Start of Supplied material

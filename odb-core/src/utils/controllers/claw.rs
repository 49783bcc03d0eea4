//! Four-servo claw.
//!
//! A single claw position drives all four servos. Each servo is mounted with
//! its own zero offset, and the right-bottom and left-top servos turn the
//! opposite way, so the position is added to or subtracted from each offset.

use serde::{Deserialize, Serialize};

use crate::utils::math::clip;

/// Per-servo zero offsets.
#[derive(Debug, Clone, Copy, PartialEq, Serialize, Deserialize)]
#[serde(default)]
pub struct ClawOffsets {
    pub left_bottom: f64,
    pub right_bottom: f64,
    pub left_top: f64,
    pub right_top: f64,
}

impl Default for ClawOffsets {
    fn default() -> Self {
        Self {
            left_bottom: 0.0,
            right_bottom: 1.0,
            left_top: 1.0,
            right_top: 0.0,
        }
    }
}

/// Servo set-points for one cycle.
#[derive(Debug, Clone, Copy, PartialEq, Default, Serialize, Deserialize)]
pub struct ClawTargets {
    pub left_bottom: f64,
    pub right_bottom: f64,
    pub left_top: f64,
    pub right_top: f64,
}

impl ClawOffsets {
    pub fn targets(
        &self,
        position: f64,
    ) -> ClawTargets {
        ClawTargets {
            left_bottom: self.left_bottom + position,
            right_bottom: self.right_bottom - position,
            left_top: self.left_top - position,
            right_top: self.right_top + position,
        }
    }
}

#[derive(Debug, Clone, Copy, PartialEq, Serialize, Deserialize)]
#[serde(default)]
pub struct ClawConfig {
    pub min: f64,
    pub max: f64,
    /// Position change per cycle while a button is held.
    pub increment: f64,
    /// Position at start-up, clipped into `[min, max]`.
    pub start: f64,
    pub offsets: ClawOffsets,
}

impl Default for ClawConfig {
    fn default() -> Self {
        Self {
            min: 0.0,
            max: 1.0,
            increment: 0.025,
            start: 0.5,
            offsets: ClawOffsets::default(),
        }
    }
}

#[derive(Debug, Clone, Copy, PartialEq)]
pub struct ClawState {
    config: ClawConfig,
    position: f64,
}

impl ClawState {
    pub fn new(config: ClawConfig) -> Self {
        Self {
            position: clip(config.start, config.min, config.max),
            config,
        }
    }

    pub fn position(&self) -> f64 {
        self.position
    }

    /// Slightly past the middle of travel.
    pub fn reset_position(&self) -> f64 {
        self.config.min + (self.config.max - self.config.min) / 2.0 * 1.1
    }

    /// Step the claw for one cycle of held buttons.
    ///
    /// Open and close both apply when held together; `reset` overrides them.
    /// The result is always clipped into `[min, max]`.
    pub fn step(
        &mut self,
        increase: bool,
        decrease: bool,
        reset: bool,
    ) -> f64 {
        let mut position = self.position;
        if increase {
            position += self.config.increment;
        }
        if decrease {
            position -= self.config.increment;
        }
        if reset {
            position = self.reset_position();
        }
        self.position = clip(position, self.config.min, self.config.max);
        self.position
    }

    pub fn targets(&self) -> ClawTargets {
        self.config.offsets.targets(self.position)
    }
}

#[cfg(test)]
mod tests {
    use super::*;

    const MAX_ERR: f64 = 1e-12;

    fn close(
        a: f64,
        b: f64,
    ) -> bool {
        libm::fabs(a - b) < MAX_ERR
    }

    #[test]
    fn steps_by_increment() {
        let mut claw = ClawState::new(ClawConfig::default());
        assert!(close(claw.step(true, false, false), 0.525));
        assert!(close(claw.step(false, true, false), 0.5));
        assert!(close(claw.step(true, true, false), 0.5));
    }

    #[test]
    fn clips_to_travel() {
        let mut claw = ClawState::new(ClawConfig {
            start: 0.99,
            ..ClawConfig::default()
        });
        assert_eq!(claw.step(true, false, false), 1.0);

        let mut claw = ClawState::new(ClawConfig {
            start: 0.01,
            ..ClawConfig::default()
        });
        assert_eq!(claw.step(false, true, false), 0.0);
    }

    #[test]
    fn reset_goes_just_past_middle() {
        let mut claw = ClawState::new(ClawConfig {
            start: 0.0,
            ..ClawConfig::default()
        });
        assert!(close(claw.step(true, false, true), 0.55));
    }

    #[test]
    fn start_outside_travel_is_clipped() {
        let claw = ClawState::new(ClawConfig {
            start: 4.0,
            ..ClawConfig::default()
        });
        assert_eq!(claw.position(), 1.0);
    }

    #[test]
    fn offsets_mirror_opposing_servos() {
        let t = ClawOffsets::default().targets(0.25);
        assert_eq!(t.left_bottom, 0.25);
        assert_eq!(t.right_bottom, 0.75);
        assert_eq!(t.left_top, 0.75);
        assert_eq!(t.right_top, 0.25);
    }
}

End of Supplied material
Start of Supplied material

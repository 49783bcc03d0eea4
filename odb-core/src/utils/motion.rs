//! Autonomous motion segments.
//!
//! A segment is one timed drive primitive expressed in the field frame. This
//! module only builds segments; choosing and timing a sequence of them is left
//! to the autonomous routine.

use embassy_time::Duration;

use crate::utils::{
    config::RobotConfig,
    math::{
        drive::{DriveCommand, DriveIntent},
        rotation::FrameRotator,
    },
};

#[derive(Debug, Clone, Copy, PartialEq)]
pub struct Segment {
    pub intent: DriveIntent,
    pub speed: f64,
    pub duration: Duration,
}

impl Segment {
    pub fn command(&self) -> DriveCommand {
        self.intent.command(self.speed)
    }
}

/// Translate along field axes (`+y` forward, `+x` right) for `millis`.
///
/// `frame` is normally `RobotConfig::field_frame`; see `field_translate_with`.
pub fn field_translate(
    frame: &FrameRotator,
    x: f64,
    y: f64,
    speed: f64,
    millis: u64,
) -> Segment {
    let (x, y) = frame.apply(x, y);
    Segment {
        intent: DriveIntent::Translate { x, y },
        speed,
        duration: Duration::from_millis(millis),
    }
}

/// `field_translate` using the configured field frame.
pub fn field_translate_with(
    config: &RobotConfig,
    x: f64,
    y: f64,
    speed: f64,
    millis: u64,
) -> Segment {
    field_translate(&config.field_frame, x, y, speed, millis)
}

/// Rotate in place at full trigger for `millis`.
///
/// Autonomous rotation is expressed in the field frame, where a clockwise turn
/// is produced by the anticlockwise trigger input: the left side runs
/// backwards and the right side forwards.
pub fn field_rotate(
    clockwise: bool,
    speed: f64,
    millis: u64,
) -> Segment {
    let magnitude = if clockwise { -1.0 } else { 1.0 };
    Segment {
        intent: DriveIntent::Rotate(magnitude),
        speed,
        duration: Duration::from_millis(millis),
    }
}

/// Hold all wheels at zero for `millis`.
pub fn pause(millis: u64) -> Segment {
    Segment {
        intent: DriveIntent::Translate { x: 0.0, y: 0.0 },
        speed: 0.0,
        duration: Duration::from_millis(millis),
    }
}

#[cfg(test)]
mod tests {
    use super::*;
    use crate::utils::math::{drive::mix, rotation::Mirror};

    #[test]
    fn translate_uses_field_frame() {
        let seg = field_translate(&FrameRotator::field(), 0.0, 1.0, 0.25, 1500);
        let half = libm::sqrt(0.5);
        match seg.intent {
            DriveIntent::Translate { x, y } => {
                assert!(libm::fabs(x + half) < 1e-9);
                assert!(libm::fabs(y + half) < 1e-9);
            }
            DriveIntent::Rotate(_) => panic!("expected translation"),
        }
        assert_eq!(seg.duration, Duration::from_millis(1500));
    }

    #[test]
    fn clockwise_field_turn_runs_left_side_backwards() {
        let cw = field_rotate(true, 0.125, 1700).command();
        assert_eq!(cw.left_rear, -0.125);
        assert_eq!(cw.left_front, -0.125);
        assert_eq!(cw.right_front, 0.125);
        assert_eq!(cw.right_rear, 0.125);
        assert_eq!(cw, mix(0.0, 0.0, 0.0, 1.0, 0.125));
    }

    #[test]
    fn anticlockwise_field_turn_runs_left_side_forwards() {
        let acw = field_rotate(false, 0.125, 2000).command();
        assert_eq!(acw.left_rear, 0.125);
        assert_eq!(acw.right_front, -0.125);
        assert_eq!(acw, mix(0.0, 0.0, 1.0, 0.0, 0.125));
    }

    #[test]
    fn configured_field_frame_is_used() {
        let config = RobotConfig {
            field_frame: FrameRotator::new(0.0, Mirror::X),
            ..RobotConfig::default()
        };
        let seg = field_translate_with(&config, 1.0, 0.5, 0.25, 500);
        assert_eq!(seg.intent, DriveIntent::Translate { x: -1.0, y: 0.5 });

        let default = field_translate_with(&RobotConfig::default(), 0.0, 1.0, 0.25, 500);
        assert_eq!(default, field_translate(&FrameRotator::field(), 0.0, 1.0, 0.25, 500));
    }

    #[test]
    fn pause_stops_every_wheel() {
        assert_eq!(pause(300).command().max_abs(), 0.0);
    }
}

End of Supplied material
Start of Supplied material

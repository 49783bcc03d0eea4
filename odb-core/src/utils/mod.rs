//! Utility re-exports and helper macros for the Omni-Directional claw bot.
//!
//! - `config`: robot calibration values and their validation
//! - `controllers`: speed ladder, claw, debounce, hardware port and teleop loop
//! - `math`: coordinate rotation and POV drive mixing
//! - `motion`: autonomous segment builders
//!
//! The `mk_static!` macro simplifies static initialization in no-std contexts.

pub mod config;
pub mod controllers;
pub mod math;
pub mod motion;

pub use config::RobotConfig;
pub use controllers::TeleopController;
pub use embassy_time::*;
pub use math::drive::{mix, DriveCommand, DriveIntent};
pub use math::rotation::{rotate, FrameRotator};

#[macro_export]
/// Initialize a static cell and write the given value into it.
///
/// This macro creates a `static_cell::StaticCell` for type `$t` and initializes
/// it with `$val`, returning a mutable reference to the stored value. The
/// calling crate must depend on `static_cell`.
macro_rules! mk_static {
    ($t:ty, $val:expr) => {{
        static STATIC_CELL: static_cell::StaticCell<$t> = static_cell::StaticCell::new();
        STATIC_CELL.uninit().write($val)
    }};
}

End of Supplied material

Task brief: Scan the material above for the word "crate", and copy each line where it appears.

Answer for the task:
use crate::utils::math::clip;
use crate::utils::{
    use crate::utils::math::{drive::mix, rotation::Mirror};
/// calling crate must depend on `static_cell`.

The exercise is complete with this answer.